Question · Q4 2025
Julio Romero asked for an update on the performance of different product lines within the Consumer and Professional Products (CPP) segment, specifically comparing fans and tools, and what Griffon is hearing from customers regarding load-in season expectations for these products. He also inquired about the potential headroom for CPP margins above the 15% long-term target once the consumer ultimately normalizes, given the current 10% margins achieved under weak demand and recent sourcing strategy changes.
Answer
Brian Harris, EVP and CFO, detailed that Australia continues to perform well with good volume increases and benefits from the Pope acquisition, while the U.K. and Canada are performing in line with the prior year. In the U.S., the tools business is benefiting from the supply chain initiative, but the Hunter fan business has been impacted by decreased demand and tariff-related customer ordering patterns. He noted that inventory levels vary by product and customer, with the weak consumer being the primary driver.
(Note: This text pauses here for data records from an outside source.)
//! Foreign entities: thin wrappers over host-owned devices.
//!
//! The host decides which devices exist. [`ForeignEntityManager`] keeps the
//! wrappers of every loaded chunk in step with [`Host::block_entities`].

use std::collections::HashMap;
use std::sync::{Arc, Weak};

use voxtile_engine::host::Host;
use voxtile_engine::network::pool::Pool;
use voxtile_engine::network::{ConnectionType, FluidContainer, FluidHolder, FluidType, NetworkEndPoint, NetworkManager};
use voxtile_engine::world::World;
use voxtile_engine::world::chunk::RegionChunk;
use voxtile_engine::world::compound::Compound;
use voxtile_engine::world::entity::{ForeignEntity, ForeignEntityRegistry};
use voxtile_engine::world::position::BlockPos;

use crate::metrics::Metrics;

pub const CHEST: &str = "chest";
pub const CAULDRON: &str = "cauldron";
pub const CAULDRON_CAPACITY: u64 = 1_000;

/// Register the wrappers this server knows how to build.
pub fn register(registry: &mut ForeignEntityRegistry, network: &Arc<NetworkManager>) {
    registry.register(CHEST, |pos, _data| Ok(Arc::new(Chest { pos }) as Arc<dyn ForeignEntity>));

    let network = Arc::clone(network);
    registry.register(CAULDRON, move |pos, data| {
        Cauldron::new(pos, &data, Arc::clone(&network)).map(|c| c as Arc<dyn ForeignEntity>)
    });
}

// ── Wrappers ────────────────────────────────────────────────────────────────

/// Presence only.
pub struct Chest {
    pos: BlockPos,
}

impl ForeignEntity for Chest {
    fn pos(&self) -> BlockPos {
        self.pos
    }

    fn kind(&self) -> &str {
        CHEST
    }

    fn save_data(&self) -> Compound {
        Compound::new()
    }
}

/// A host cauldron that accepts fluid from networks.
pub struct Cauldron {
    pos: BlockPos,
    container: Arc<FluidContainer>,
    holder: Arc<FluidHolder>,
    network: Arc<NetworkManager>,
    this: Weak<Cauldron>,
}

impl Cauldron {
    fn new(pos: BlockPos, data: &Compound, network: Arc<NetworkManager>) -> anyhow::Result<Arc<Self>> {
        let container = Arc::new(FluidContainer::new(CAULDRON_CAPACITY));
        if let Some(name) = data.get_str("fluid") {
            let ty = FluidType::from_name(name).ok_or_else(|| anyhow::anyhow!("unknown fluid {name}"))?;
            container.set(Some(ty), data.get_i64("amount").unwrap_or(0).max(0) as u64);
        }
        let holder = Arc::new(FluidHolder::uniform(&container, ConnectionType::Insert));
        Ok(Arc::new_cyclic(|this| Self {
            pos,
            container,
            holder,
            network,
            this: this.clone(),
        }))
    }

    pub fn container(&self) -> &Arc<FluidContainer> {
        &self.container
    }
}

impl ForeignEntity for Cauldron {
    fn pos(&self) -> BlockPos {
        self.pos
    }

    fn kind(&self) -> &str {
        CAULDRON
    }

    fn save_data(&self) -> Compound {
        let mut data = Compound::new();
        if let Some(ty) = self.container.fluid_type() {
            data.put_str("fluid", ty.name());
            data.put_i64("amount", self.container.amount() as i64);
        }
        data
    }

    fn handle_initialized(&self) {
        if let Some(this) = self.this.upgrade() {
            self.network.handle_end_point_add(this);
        }
    }

    fn handle_removed(&self, unload: bool) {
        self.network.handle_end_point_remove(self.pos, unload);
    }
}

impl NetworkEndPoint for Cauldron {
    fn pos(&self) -> BlockPos {
        self.pos
    }

    fn fluid_holder(&self) -> Option<Arc<FluidHolder>> {
        Some(Arc::clone(&self.holder))
    }
}

// ── Manager ─────────────────────────────────────────────────────────────────

pub struct ForeignEntityManager {
    world: Arc<World>,
    metrics: Arc<Metrics>,
}

impl ForeignEntityManager {
    pub fn new(world: Arc<World>, metrics: Arc<Metrics>) -> Self {
        Self { world, metrics }
    }

    /// Initialize the wrappers restored with `chunk`, then bring them in
    /// line with the host.
    pub fn handle_chunk_load(&self, chunk: &RegionChunk) {
        for entity in chunk.get_all_foreign_entities() {
            entity.handle_initialized();
        }
        self.refresh_chunk(chunk);
    }

    /// Release every wrapper of `chunk` without touching its records.
    pub fn handle_chunk_unload(&self, chunk: &RegionChunk) {
        for entity in chunk.get_all_foreign_entities() {
            entity.handle_removed(true);
        }
    }

    /// Diff `chunk` against the host's device list. Wrappers the host no
    /// longer lists (or lists with another type) are removed; listed devices
    /// with a registered constructor get a new wrapper. Returns
    /// `(added, removed)`.
    pub fn refresh_chunk(&self, chunk: &RegionChunk) -> (usize, usize) {
        let ctx = self.world.context();
        let listed: HashMap<BlockPos, String> = ctx
            .host
            .block_entities(chunk.pos())
            .into_iter()
            .filter(|e| chunk.contains(e.pos))
            .map(|e| (e.pos, e.kind))
            .collect();

        let mut removed = 0usize;
        for entity in chunk.get_all_foreign_entities() {
            let pos = entity.pos();
            if listed.get(&pos).is_some_and(|kind| kind == entity.kind()) {
                continue;
            }
            chunk.set_foreign_entity(pos, None);
            entity.handle_removed(false);
            removed += 1;
        }

        let mut added = 0usize;
        for (pos, kind) in listed {
            if chunk.get_foreign_entity(pos).is_some() || !ctx.foreign_types.has(&kind) {
                continue;
            }
            match ctx.foreign_types.construct(pos, Compound::with_type(&kind)) {
                Ok(entity) => {
                    chunk.set_foreign_entity(pos, Some(Arc::clone(&entity)));
                    entity.handle_initialized();
                    added += 1;
                }
                Err(e) => tracing::error!("Failed to wrap {} at {:?}: {:#}", kind, pos, e),
            }
        }

        if added > 0 || removed > 0 {
            tracing::debug!("Chunk {:?}: {} foreign entities added, {} removed", chunk.pos(), added, removed);
            self.world.mark_dirty(chunk.pos());
            self.metrics.record_foreign_diff(added, removed);
        }
        (added, removed)
    }

    /// Refresh every loaded chunk.
    pub fn tick(&self) {
        for pos in self.world.chunk_positions() {
            if let Some(chunk) = self.world.get_chunk(pos) {
                self.refresh_chunk(&chunk);
            }
        }
    }
}
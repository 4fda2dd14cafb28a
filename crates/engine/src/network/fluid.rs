use std::sync::Arc;

use parking_lot::Mutex;

use super::pool::{Holder, Pool, PoolDistributor};
use super::resource::{Distributor, NetworkKind, ResourceNetwork};
use super::{ChannelId, NetworkEndPoint, NetworkType};
use crate::world::position::BlockFace;

#[derive(Debug, Clone, Copy, PartialEq, Eq, Hash)]
pub enum FluidType {
    Water,
    Lava,
}

impl FluidType {
    pub fn name(self) -> &'static str {
        match self {
            FluidType::Water => "water",
            FluidType::Lava => "lava",
        }
    }

    pub fn from_name(name: &str) -> Option<Self> {
        match name {
            "water" => Some(FluidType::Water),
            "lava" => Some(FluidType::Lava),
            _ => None,
        }
    }
}

#[derive(Debug, Default)]
struct FluidState {
    ty: Option<FluidType>,
    amount: u64,
}

/// A tank of a single fluid type at a time. Forgets its type when drained.
#[derive(Debug)]
pub struct FluidContainer {
    capacity: u64,
    state: Mutex<FluidState>,
}

impl FluidContainer {
    pub fn new(capacity: u64) -> Self {
        Self {
            capacity,
            state: Mutex::new(FluidState::default()),
        }
    }

    pub fn capacity(&self) -> u64 {
        self.capacity
    }

    pub fn fluid_type(&self) -> Option<FluidType> {
        self.state.lock().ty
    }

    /// Replace the contents, clamped to capacity.
    pub fn set(&self, ty: Option<FluidType>, amount: u64) {
        let amount = if ty.is_some() { amount.min(self.capacity) } else { 0 };
        let mut state = self.state.lock();
        state.amount = amount;
        state.ty = if amount > 0 { ty } else { None };
    }

    pub fn is_full(&self) -> bool {
        self.state.lock().amount >= self.capacity
    }
}

impl Pool for FluidContainer {
    type Content = FluidType;

    fn content(&self) -> Option<FluidType> {
        let state = self.state.lock();
        state.ty.filter(|_| state.amount > 0)
    }

    fn amount(&self) -> u64 {
        self.state.lock().amount
    }

    fn space_for(&self, content: FluidType) -> u64 {
        let state = self.state.lock();
        match state.ty {
            Some(ty) if ty != content && state.amount > 0 => 0,
            _ => self.capacity - state.amount,
        }
    }

    fn extract(&self, max: u64) -> u64 {
        let mut state = self.state.lock();
        let taken = max.min(state.amount);
        state.amount -= taken;
        if state.amount == 0 {
            state.ty = None;
        }
        taken
    }

    fn insert(&self, content: FluidType, amount: u64) -> u64 {
        let mut state = self.state.lock();
        if state.ty.is_some_and(|ty| ty != content) && state.amount > 0 {
            return 0;
        }
        let accepted = amount.min(self.capacity - state.amount);
        if accepted > 0 {
            state.ty = Some(content);
            state.amount += accepted;
        }
        accepted
    }
}

pub type FluidHolder = Holder<FluidContainer>;

pub struct FluidKind;

impl NetworkKind for FluidKind {
    const TYPE: NetworkType = NetworkType::Fluid;
    type Holder = FluidHolder;

    fn holder(endpoint: &dyn NetworkEndPoint) -> Option<Arc<FluidHolder>> {
        endpoint.fluid_holder()
    }

    fn channels(holder: &FluidHolder) -> Vec<(BlockFace, ChannelId)> {
        holder.channels()
    }

    fn distributor(members: &[(Arc<FluidHolder>, BlockFace)]) -> Box<dyn Distributor> {
        Box::new(PoolDistributor::new(members))
    }
}

pub type FluidNetwork = ResourceNetwork<FluidKind>;

#[cfg(test)]
mod tests {
    use super::*;
    use crate::network::ConnectionType;

    #[test]
    fn container_keeps_one_type() {
        let tank = FluidContainer::new(100);
        assert_eq!(tank.insert(FluidType::Water, 60), 60);
        assert_eq!(tank.space_for(FluidType::Lava), 0);
        assert_eq!(tank.insert(FluidType::Lava, 10), 0);
        assert_eq!(tank.insert(FluidType::Water, 60), 40);
        assert!(tank.is_full());

        assert_eq!(tank.extract(150), 100);
        assert_eq!(tank.fluid_type(), None);
        assert_eq!(tank.space_for(FluidType::Lava), 100);
    }

    #[test]
    fn distributor_splits_evenly() {
        let source = Arc::new(FluidContainer::new(1000));
        source.set(Some(FluidType::Water), 1000);
        let a = Arc::new(FluidContainer::new(1000));
        let b = Arc::new(FluidContainer::new(1000));

        let members = vec![
            (Arc::new(FluidHolder::uniform(&source, ConnectionType::Extract)), BlockFace::Up),
            (Arc::new(FluidHolder::uniform(&a, ConnectionType::Insert)), BlockFace::Down),
            (Arc::new(FluidHolder::uniform(&b, ConnectionType::Insert)), BlockFace::Down),
        ];
        let mut distributor = PoolDistributor::new(&members);

        assert_eq!(distributor.distribute(100), 0);
        assert_eq!(a.amount(), 50);
        assert_eq!(b.amount(), 50);
        assert_eq!(source.amount(), 900);
    }

    #[test]
    fn buffers_do_not_feed_each_other() {
        let a = Arc::new(FluidContainer::new(100));
        a.set(Some(FluidType::Water), 100);
        let b = Arc::new(FluidContainer::new(100));

        let members = vec![
            (Arc::new(FluidHolder::uniform(&a, ConnectionType::Buffer)), BlockFace::Up),
            (Arc::new(FluidHolder::uniform(&b, ConnectionType::Buffer)), BlockFace::Down),
        ];
        let mut distributor = PoolDistributor::new(&members);

        assert_eq!(distributor.distribute(50), 50);
        assert_eq!(b.amount(), 0);
    }
}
For 2026, they expect a normalized weather spring, with no significantly different ordering patterns initially, hoping for better point-of-sale (POS) in the latter half. Ron Kramer, Chairman and Chief Executive Officer, stated comfort with the 15% long-term margin target, emphasizing that increased economic activity and GDP growth will benefit CPP, and that tariff uncertainties are expected to clear up in calendar year 2026. He reiterated that the goal is to achieve the 15% target in a better consumer environment.